◆ Goal of the exercise ◆
Which lines in the records below hold the word "when"? Copy each of them.

◆ Input ◆
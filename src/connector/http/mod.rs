//! JSON HTTP API.
//!
//! Every request runs in its own task under a timeout; when the timeout
//! fires the handler future is dropped, which rolls back any transaction it
//! had open. Requests carry an `x-request-id`, generated when absent and
//! echoed on the response.

pub mod dto;
mod error;
mod handlers;

use std::net::SocketAddr;
use std::sync::Arc;
use std::time::Duration;

use anyhow::{Context, Result};
use axum::http::StatusCode;
use axum::middleware;
use axum::routing::{get, post};
use tower_http::catch_panic::CatchPanicLayer;
use tower_http::cors::CorsLayer;
use tower_http::request_id::{MakeRequestUuid, PropagateRequestIdLayer, SetRequestIdLayer};
use tower_http::timeout::TimeoutLayer;
use tower_http::trace::TraceLayer;
use tracing::info;

use crate::connector::api::Container;

pub use error::ApiError;

pub struct ServerConfig {
    pub addr: SocketAddr,
    pub request_timeout: Duration,
}

/// Builds the application router over `container`.
///
/// Layers, outermost first: request id, tracing, id propagation, CORS,
/// panic recovery, timeout.
pub fn router(container: Arc<Container>, request_timeout: Duration) -> axum::Router {
    axum::Router::new()
        .route("/health", get(handlers::health))
        .route("/team/add", post(handlers::add_team))
        .route("/team/get", get(handlers::get_team))
        .route("/users/setIsActive", post(handlers::set_is_active))
        .route("/users/getReview", get(handlers::get_reviews))
        .route("/pullRequest/create", post(handlers::create_pull_request))
        .route("/pullRequest/merge", post(handlers::merge_pull_request))
        .route("/pullRequest/reassign", post(handlers::reassign_reviewer))
        .route("/stats/reviewers", get(handlers::reviewer_stats))
        .layer(TimeoutLayer::with_status_code(
            StatusCode::REQUEST_TIMEOUT,
            request_timeout,
        ))
        .layer(middleware::map_response(error::timeout_envelope))
        .layer(CatchPanicLayer::custom(error::panic_response))
        .layer(CorsLayer::permissive())
        .layer(PropagateRequestIdLayer::x_request_id())
        .layer(TraceLayer::new_for_http())
        .layer(SetRequestIdLayer::x_request_id(MakeRequestUuid))
        .with_state(container)
}

/// Serves the API until Ctrl-C, then drains in-flight requests.
pub async fn serve(container: Arc<Container>, config: ServerConfig) -> Result<()> {
    let app = router(container, config.request_timeout);

    let listener = tokio::net::TcpListener::bind(config.addr)
        .await
        .with_context(|| format!("Failed to bind to {}", config.addr))?;

    info!("HTTP server listening on http://{}", config.addr);

    axum::serve(listener, app)
        .with_graceful_shutdown(shutdown_signal())
        .await
        .context("HTTP server error")?;

    info!("HTTP server stopped");
    Ok(())
}

async fn shutdown_signal() {
    if let Err(e) = tokio::signal::ctrl_c().await {
        tracing::warn!("Failed to listen for Ctrl-C: {}", e);
        std::future::pending::<()>().await;
    }
    info!("Shutdown signal received");
}
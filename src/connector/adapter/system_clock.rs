use std::sync::Mutex;

use chrono::{DateTime, Duration, SubsecRound, Utc};

use crate::application::Clock;

/// Wall-clock time in UTC, truncated to microseconds so that values survive
/// a round trip through storage unchanged.
#[derive(Debug, Default, Clone, Copy)]
pub struct SystemClock;

impl SystemClock {
    pub fn new() -> Self {
        Self
    }
}

impl Clock for SystemClock {
    fn now(&self) -> DateTime<Utc> {
        Utc::now().trunc_subsecs(6)
    }
}

/// Clock that only moves when told to. Used to make timestamps deterministic.
#[derive(Debug)]
pub struct FixedClock {
    now: Mutex<DateTime<Utc>>,
}

impl FixedClock {
    pub fn new(now: DateTime<Utc>) -> Self {
        Self {
            now: Mutex::new(now.trunc_subsecs(6)),
        }
    }

    pub fn advance(&self, by: Duration) {
        let mut now = self.now.lock().unwrap_or_else(|e| e.into_inner());
        *now += by;
    }
}

impl Clock for FixedClock {
    fn now(&self) -> DateTime<Utc> {
        *self.now.lock().unwrap_or_else(|e| e.into_inner())
    }
}

#[cfg(test)]
mod tests {
    use super::*;

    #[test]
    fn test_system_clock_has_microsecond_precision() {
        let now = SystemClock::new().now();
        assert_eq!(now.timestamp_subsec_nanos() % 1_000, 0);
    }

    #[test]
    fn test_fixed_clock_advances_only_on_request() {
        let start = Utc::now();
        let clock = FixedClock::new(start);
        let first = clock.now();

        assert_eq!(clock.now(), first);

        clock.advance(Duration::seconds(5));
        assert_eq!(clock.now(), first + Duration::seconds(5));
    }
}
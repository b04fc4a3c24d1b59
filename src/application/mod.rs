//! # Application Layer
//!
//! Ports implemented by connectors and the services that drive them.

pub mod interfaces;
pub mod use_cases;

pub use interfaces::*;
pub use use_cases::*;
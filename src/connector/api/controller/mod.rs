pub mod pull_request_controller;
pub mod stats_controller;
pub mod team_controller;
pub mod user_controller;

pub use pull_request_controller::PullRequestController;
pub use stats_controller::StatsController;
pub use team_controller::TeamController;
pub use user_controller::UserController;
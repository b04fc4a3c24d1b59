use chrono::{DateTime, Utc};
use serde::{Deserialize, Serialize};
use uuid::Uuid;

#[derive(Debug, Clone, PartialEq, Eq, Serialize, Deserialize)]
pub struct User {
    id: String,
    team_name: String,
    name: String,
    is_active: bool,
    created_at: DateTime<Utc>,
}

impl User {
    pub fn new(
        id: impl Into<String>,
        team_name: impl Into<String>,
        name: impl Into<String>,
        is_active: bool,
        created_at: DateTime<Utc>,
    ) -> Self {
        Self {
            id: id.into(),
            team_name: team_name.into(),
            name: name.into(),
            is_active,
            created_at,
        }
    }

    /// Reconstitutes from persisted data (used by adapters).
    pub fn reconstitute(
        id: String,
        team_name: String,
        name: String,
        is_active: bool,
        created_at: DateTime<Utc>,
    ) -> Self {
        Self {
            id,
            team_name,
            name,
            is_active,
            created_at,
        }
    }

    pub fn id(&self) -> &str {
        &self.id
    }

    pub fn team_name(&self) -> &str {
        &self.team_name
    }

    pub fn name(&self) -> &str {
        &self.name
    }

    pub fn is_active(&self) -> bool {
        self.is_active
    }

    pub fn created_at(&self) -> DateTime<Utc> {
        self.created_at
    }

    pub fn belongs_to(&self, team_name: &str) -> bool {
        self.team_name == team_name
    }

    /// Returns whether the flag actually changed.
    pub fn set_active(&mut self, is_active: bool) -> bool {
        if self.is_active == is_active {
            return false;
        }
        self.is_active = is_active;
        true
    }
}

/// A member proposed for a new team. Without `user_id` a fresh id is minted.
#[derive(Debug, Clone, PartialEq, Eq, Serialize, Deserialize)]
pub struct NewTeamMember {
    pub user_id: Option<String>,
    pub username: String,
    pub is_active: bool,
}

impl NewTeamMember {
    pub fn new(user_id: Option<String>, username: impl Into<String>, is_active: bool) -> Self {
        Self {
            user_id,
            username: username.into(),
            is_active,
        }
    }

    pub fn into_user(self, team_name: &str, created_at: DateTime<Utc>) -> User {
        let id = self
            .user_id
            .filter(|id| !id.trim().is_empty())
            .unwrap_or_else(|| Uuid::new_v4().to_string());
        User::new(id, team_name, self.username, self.is_active, created_at)
    }
}

#[cfg(test)]
mod tests {
    use super::*;

    #[test]
    fn set_active_reports_change() {
        let mut user = User::new("u1", "backend", "alice", true, Utc::now());

        assert!(!user.set_active(true));
        assert!(user.set_active(false));
        assert!(!user.is_active());
    }

    #[test]
    fn member_without_id_gets_generated_one() {
        let now = Utc::now();
        let user = NewTeamMember::new(None, "bob", true).into_user("backend", now);

        assert!(Uuid::parse_str(user.id()).is_ok());
        assert_eq!(user.team_name(), "backend");
        assert_eq!(user.name(), "bob");

        let blank = NewTeamMember::new(Some("  ".to_string()), "carol", false)
            .into_user("backend", now);
        assert!(Uuid::parse_str(blank.id()).is_ok());
        assert!(!blank.is_active());
    }

    #[test]
    fn member_with_id_keeps_it() {
        let user = NewTeamMember::new(Some("u-42".to_string()), "dave", true)
            .into_user("frontend", Utc::now());

        assert_eq!(user.id(), "u-42");
        assert!(user.belongs_to("frontend"));
        assert!(!user.belongs_to("backend"));
    }
}
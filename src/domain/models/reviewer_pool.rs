use super::User;

/// Active team members eligible to review a given pull request, in a fixed
/// order (name, then id) so that assignment does not depend on how a store
/// happens to enumerate rows.
#[derive(Debug, Clone)]
pub struct ReviewerPool {
    candidates: Vec<User>,
}

impl ReviewerPool {
    pub fn new(members: Vec<User>) -> Self {
        let mut candidates: Vec<User> = members.into_iter().filter(User::is_active).collect();
        candidates.sort_by(|a, b| a.name().cmp(b.name()).then_with(|| a.id().cmp(b.id())));
        Self { candidates }
    }

    pub fn excluding(mut self, user_id: &str) -> Self {
        self.candidates.retain(|u| u.id() != user_id);
        self
    }

    pub fn excluding_all<'a>(mut self, user_ids: impl IntoIterator<Item = &'a String>) -> Self {
        for id in user_ids {
            self.candidates.retain(|u| u.id() != id.as_str());
        }
        self
    }

    pub fn first(&self) -> Option<&User> {
        self.candidates.first()
    }

    pub fn take(&self, n: usize) -> Vec<String> {
        self.candidates
            .iter()
            .take(n)
            .map(|u| u.id().to_string())
            .collect()
    }
}
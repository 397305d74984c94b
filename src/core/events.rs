use crate::core::error::PlayerError;
use crate::core::models::{RepeatMode, Track, TransportState};

/// Identifies one `load` request to the media surface.
///
/// Every load gets a fresh token; events carrying an older token belong to a
/// superseded track and are dropped.
#[derive(Debug, Clone, Copy, PartialEq, Eq, Hash)]
pub struct LoadToken(pub u64);

/// Events emitted by a media surface for a given load.
#[derive(Debug, Clone, PartialEq)]
pub enum MediaEvent {
    /// The source is decodable and its length is known (0 if not).
    LoadedMetadata { token: LoadToken, duration: f64 },

    /// Playback position advanced.
    TimeUpdate { token: LoadToken, position: f64 },

    /// The track played to its natural end.
    Ended { token: LoadToken },

    /// Loading or decoding failed.
    Error { token: LoadToken, reason: String },
}

impl MediaEvent {
    pub fn token(&self) -> LoadToken {
        match self {
            MediaEvent::LoadedMetadata { token, .. }
            | MediaEvent::TimeUpdate { token, .. }
            | MediaEvent::Ended { token }
            | MediaEvent::Error { token, .. } => *token,
        }
    }
}

/// Notifications published by the playback controller to its subscribers.
#[derive(Debug, Clone, PartialEq)]
pub enum PlayerEvent {
    /// Transport moved to a new state
    TransportChanged { state: TransportState },

    /// A different track became current (or none)
    TrackChanged {
        index: Option<usize>,
        track: Option<Track>,
    },

    /// Position or duration changed
    PositionChanged { current: f64, duration: f64 },

    VolumeChanged { volume: f32, muted: bool },

    RateChanged { rate: f32 },

    RepeatChanged { mode: RepeatMode },

    ShuffleChanged { enabled: bool },

    /// Tracks were added, removed or cleared
    CatalogChanged { len: usize },

    FavoriteChanged { id: String, favorite: bool },

    /// A failure the user should hear about
    Failure { error: PlayerError },

    /// An automatic skip was scheduled after a failure
    AutoAdvanceScheduled { attempt: u32 },
}

/// Intent coming from the interactive UI.
#[derive(Debug, Clone, Copy, PartialEq, Eq)]
pub enum UiCommand {
    TogglePlayPause,
    NextTrack,
    PreviousTrack,
    SeekForward,
    SeekBackward,
    VolumeUp,
    VolumeDown,
    ToggleMute,
    ToggleRepeat,
    ToggleShuffle,
    ToggleFavorite,
    FasterRate,
    SlowerRate,
    Quit,
}

/// Sender half handed to media surfaces
pub type MediaEventSender = crossbeam_channel::Sender<MediaEvent>;

/// Receiver half drained by the application loop
pub type MediaEventReceiver = crossbeam_channel::Receiver<MediaEvent>;

/// Subscription to controller notifications
pub type PlayerEventReceiver = crossbeam_channel::Receiver<PlayerEvent>;
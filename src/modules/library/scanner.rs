use crate::core::models::TrackInput;
use crate::utils::SUPPORTED_EXTENSIONS;
use anyhow::{Result, bail};
use lofty::prelude::*;
use std::path::Path;
use tracing::debug;
use walkdir::WalkDir;

/// Collects every supported audio file under `root`, in path order.
pub fn scan_directory(root: &Path) -> Result<Vec<TrackInput>> {
    if !root.is_dir() {
        bail!("Not a directory: {}", root.display());
    }

    let inputs = WalkDir::new(root)
        .sort_by_file_name()
        .into_iter()
        .filter_map(|e| e.ok())
        .filter(|e| e.path().is_file() && is_audio_file(e.path()))
        .map(|entry| read_track_input(entry.path()))
        .collect();

    Ok(inputs)
}

/// Metadata for a single file. Unreadable tags fall back to the file name.
pub fn read_track_input(path: &Path) -> TrackInput {
    let mut input = TrackInput {
        title: path
            .file_stem()
            .map(|s| s.to_string_lossy().into_owned()),
        url: Some(path.to_string_lossy().into_owned()),
        ..TrackInput::default()
    };

    match lofty::read_from_path(path) {
        Ok(tagged) => {
            let properties = tagged.properties();
            let duration = properties.duration().as_secs_f64();
            if duration > 0.0 {
                input.duration = Some(duration);
            }
            input.bitrate = properties
                .audio_bitrate()
                .map(|kbps| format!("{} kbps", kbps));

            if let Some(tag) = tagged.primary_tag().or_else(|| tagged.first_tag()) {
                if let Some(title) = tag.title() {
                    input.title = Some(title.into_owned());
                }
                input.artist = tag.artist().map(|s| s.into_owned());
                input.album = tag.album().map(|s| s.into_owned());
                input.genre = tag.genre().map(|s| s.into_owned());
            }
        }
        Err(e) => debug!(path = %path.display(), error = %e, "no readable tags"),
    }

    input
}

pub fn is_audio_file(path: &Path) -> bool {
    path.extension()
        .and_then(|e| e.to_str())
        .map(|e| SUPPORTED_EXTENSIONS.contains(&e.to_lowercase().as_str()))
        .unwrap_or(false)
}

#[cfg(test)]
mod tests {
    use super::*;
    use std::fs;

    #[test]
    fn recognises_supported_extensions() {
        assert!(is_audio_file(Path::new("a/b/song.MP3")));
        assert!(is_audio_file(Path::new("x.flac")));
        assert!(is_audio_file(Path::new("x.m4a")));
        assert!(!is_audio_file(Path::new("cover.jpg")));
        assert!(!is_audio_file(Path::new("README")));
    }

    #[test]
    fn scan_skips_other_files_and_falls_back_to_file_name() {
        let dir = tempfile::tempdir().unwrap();
        fs::create_dir(dir.path().join("sub")).unwrap();
        fs::write(dir.path().join("b.mp3"), b"not really audio").unwrap();
        fs::write(dir.path().join("sub").join("a.ogg"), b"nope").unwrap();
        fs::write(dir.path().join("notes.txt"), b"text").unwrap();

        let inputs = scan_directory(dir.path()).unwrap();
        let titles: Vec<String> = inputs.iter().filter_map(|i| i.title.clone()).collect();
        assert_eq!(titles, vec!["b", "a"]);
        assert!(inputs[0].url.as_deref().unwrap().ends_with("b.mp3"));
        assert_eq!(inputs[0].duration, None);
    }

    #[test]
    fn scanning_a_file_is_an_error() {
        let dir = tempfile::tempdir().unwrap();
        let file = dir.path().join("x.mp3");
        fs::write(&file, b"").unwrap();
        assert!(scan_directory(&file).is_err());
    }
}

◆ Output for this exercise ◆
//! Every request runs in its own task under a timeout; when the timeout
//! had open. Requests carry an `x-request-id`, generated when absent and
/// Clock that only moves when told to. Used to make timestamps deterministic.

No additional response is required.